[Collected data]

[Start of section]

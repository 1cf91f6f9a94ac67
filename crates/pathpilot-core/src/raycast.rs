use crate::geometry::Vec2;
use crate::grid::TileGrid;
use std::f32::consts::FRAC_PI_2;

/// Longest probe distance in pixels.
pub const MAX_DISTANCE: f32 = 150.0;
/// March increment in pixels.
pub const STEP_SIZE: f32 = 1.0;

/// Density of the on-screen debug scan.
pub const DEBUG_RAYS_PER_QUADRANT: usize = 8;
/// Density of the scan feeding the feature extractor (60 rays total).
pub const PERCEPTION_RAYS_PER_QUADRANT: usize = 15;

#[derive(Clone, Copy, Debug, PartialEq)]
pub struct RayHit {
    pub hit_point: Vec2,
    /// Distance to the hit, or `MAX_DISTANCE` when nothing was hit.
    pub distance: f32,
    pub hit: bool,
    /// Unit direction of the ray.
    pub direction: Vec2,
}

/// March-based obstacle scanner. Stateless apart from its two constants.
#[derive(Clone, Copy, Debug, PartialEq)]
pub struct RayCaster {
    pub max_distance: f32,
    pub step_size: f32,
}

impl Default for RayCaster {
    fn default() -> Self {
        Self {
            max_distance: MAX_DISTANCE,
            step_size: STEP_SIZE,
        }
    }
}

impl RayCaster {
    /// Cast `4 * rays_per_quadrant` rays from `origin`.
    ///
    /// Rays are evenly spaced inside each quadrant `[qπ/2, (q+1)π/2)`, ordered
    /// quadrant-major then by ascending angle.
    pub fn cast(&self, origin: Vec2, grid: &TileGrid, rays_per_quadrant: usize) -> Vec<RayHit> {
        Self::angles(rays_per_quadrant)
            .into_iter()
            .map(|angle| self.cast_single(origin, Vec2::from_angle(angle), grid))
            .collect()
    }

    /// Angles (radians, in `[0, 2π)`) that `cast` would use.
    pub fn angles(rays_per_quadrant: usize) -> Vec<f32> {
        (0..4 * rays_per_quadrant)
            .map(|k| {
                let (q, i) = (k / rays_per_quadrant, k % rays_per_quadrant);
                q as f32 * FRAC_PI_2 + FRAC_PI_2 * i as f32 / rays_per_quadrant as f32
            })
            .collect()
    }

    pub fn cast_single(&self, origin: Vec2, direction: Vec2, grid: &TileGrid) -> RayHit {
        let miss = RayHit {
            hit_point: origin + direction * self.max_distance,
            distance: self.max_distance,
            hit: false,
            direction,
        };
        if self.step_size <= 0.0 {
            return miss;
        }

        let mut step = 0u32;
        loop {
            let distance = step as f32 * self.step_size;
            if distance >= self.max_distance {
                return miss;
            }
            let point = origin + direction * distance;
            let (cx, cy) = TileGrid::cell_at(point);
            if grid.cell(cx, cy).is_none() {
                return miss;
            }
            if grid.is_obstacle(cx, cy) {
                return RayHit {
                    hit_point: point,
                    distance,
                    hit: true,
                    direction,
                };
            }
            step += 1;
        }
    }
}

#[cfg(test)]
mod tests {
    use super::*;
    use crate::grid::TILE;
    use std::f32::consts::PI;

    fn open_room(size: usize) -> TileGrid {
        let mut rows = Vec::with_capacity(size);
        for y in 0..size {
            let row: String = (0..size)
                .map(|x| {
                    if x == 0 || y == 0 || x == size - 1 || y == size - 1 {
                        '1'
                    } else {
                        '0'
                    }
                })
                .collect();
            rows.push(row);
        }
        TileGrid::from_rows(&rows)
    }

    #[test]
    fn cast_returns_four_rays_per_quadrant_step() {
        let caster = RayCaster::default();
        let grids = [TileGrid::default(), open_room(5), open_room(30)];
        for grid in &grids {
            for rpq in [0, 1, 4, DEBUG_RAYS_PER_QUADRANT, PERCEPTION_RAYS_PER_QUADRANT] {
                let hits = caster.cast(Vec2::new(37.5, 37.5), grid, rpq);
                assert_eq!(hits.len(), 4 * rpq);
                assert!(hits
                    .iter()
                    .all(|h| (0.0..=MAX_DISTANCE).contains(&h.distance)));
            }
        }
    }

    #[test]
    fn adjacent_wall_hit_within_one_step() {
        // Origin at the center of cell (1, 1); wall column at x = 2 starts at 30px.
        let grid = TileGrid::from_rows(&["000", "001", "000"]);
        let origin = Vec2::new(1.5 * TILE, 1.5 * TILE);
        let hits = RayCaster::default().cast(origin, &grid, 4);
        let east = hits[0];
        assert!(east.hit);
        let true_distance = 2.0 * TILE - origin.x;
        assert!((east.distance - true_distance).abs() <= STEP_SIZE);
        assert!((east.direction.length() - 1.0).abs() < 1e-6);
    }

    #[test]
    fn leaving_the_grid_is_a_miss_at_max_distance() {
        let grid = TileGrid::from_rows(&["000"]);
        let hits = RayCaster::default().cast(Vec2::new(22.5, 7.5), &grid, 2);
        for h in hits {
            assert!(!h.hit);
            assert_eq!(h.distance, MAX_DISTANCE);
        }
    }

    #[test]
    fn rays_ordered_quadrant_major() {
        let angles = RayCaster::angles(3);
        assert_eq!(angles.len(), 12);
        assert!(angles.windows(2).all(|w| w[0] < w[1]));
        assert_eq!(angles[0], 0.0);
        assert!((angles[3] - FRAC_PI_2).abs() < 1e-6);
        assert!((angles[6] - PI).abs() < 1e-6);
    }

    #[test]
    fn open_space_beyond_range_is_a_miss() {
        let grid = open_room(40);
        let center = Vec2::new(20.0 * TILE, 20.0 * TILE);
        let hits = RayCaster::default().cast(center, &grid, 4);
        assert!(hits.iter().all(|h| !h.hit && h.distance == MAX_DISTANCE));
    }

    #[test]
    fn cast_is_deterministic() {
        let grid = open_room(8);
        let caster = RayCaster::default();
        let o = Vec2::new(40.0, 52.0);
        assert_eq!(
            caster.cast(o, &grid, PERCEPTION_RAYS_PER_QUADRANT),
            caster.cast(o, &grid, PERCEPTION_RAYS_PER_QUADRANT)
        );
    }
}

[End of section]
[Start of section]

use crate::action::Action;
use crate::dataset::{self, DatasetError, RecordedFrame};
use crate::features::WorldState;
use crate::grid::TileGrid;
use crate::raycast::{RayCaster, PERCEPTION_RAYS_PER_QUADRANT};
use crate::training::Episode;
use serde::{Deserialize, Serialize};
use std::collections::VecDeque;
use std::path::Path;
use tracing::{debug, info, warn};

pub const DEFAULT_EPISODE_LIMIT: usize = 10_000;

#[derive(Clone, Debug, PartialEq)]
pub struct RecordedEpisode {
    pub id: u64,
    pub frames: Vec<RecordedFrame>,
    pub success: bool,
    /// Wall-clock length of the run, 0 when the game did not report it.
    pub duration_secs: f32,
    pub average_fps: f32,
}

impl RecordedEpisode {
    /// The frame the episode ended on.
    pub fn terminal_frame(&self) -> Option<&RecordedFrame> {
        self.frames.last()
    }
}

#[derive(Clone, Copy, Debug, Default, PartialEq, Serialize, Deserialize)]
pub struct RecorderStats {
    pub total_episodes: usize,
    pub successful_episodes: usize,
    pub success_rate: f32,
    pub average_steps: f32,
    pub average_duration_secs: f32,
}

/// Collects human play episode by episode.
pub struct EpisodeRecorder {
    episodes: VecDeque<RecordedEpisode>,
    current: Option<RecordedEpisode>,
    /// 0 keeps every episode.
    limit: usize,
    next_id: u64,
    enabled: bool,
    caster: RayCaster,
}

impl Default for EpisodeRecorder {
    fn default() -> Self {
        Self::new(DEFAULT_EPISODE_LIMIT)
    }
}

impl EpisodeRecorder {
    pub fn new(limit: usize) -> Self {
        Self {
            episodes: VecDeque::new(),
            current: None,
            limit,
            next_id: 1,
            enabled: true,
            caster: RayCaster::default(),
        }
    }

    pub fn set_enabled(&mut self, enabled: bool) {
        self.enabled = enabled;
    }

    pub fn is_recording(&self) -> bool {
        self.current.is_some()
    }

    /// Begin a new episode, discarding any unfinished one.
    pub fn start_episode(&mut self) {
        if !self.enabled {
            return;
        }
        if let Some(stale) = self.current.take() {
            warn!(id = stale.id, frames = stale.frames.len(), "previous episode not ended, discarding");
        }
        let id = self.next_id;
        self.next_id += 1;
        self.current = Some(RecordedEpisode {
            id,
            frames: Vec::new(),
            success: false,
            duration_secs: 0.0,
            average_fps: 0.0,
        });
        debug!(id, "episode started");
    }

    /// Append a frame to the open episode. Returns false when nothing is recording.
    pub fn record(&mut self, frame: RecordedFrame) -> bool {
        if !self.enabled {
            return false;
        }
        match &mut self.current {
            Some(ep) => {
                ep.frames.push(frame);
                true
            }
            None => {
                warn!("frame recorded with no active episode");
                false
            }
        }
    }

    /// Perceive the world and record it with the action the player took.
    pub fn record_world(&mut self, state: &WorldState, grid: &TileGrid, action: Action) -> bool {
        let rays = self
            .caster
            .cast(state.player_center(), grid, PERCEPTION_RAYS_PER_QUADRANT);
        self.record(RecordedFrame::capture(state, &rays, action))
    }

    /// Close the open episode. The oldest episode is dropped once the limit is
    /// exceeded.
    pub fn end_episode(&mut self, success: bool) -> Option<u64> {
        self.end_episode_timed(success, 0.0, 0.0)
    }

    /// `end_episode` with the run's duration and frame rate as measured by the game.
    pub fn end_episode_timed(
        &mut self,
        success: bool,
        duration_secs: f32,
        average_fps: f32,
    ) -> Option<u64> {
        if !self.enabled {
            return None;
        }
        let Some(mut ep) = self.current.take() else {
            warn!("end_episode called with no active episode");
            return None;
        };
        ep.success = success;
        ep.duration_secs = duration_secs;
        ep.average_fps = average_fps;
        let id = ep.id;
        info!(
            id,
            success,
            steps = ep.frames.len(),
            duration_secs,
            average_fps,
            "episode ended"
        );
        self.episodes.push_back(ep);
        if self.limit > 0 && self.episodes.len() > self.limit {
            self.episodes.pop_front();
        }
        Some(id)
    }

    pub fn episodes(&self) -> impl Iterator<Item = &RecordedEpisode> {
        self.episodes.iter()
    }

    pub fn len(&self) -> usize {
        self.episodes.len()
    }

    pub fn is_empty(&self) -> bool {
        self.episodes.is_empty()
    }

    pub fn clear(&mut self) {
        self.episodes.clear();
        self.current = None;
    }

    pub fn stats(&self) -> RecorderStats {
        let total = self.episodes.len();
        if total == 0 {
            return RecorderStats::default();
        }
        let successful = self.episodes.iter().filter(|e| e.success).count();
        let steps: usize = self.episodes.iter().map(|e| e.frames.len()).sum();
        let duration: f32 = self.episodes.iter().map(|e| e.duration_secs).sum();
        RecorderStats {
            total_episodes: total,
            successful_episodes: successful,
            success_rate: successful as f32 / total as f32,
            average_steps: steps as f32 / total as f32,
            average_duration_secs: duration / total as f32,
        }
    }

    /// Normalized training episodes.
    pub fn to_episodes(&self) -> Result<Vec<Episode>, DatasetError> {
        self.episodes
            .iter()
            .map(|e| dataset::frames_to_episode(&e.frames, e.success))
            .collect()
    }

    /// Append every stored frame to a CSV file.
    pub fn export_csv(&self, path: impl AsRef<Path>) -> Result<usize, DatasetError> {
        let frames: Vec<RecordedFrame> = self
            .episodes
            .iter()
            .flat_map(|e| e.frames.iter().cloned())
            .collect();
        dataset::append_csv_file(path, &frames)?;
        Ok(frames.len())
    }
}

[End of section]

WHAT THE TASK ASKS
Please return each line of the data above in which the word "discarding" occurs.

EXERCISE OUTPUT
    /// Begin a new episode, discarding any unfinished one.
            warn!(id = stale.id, frames = stale.frames.len(), "previous episode not ended, discarding");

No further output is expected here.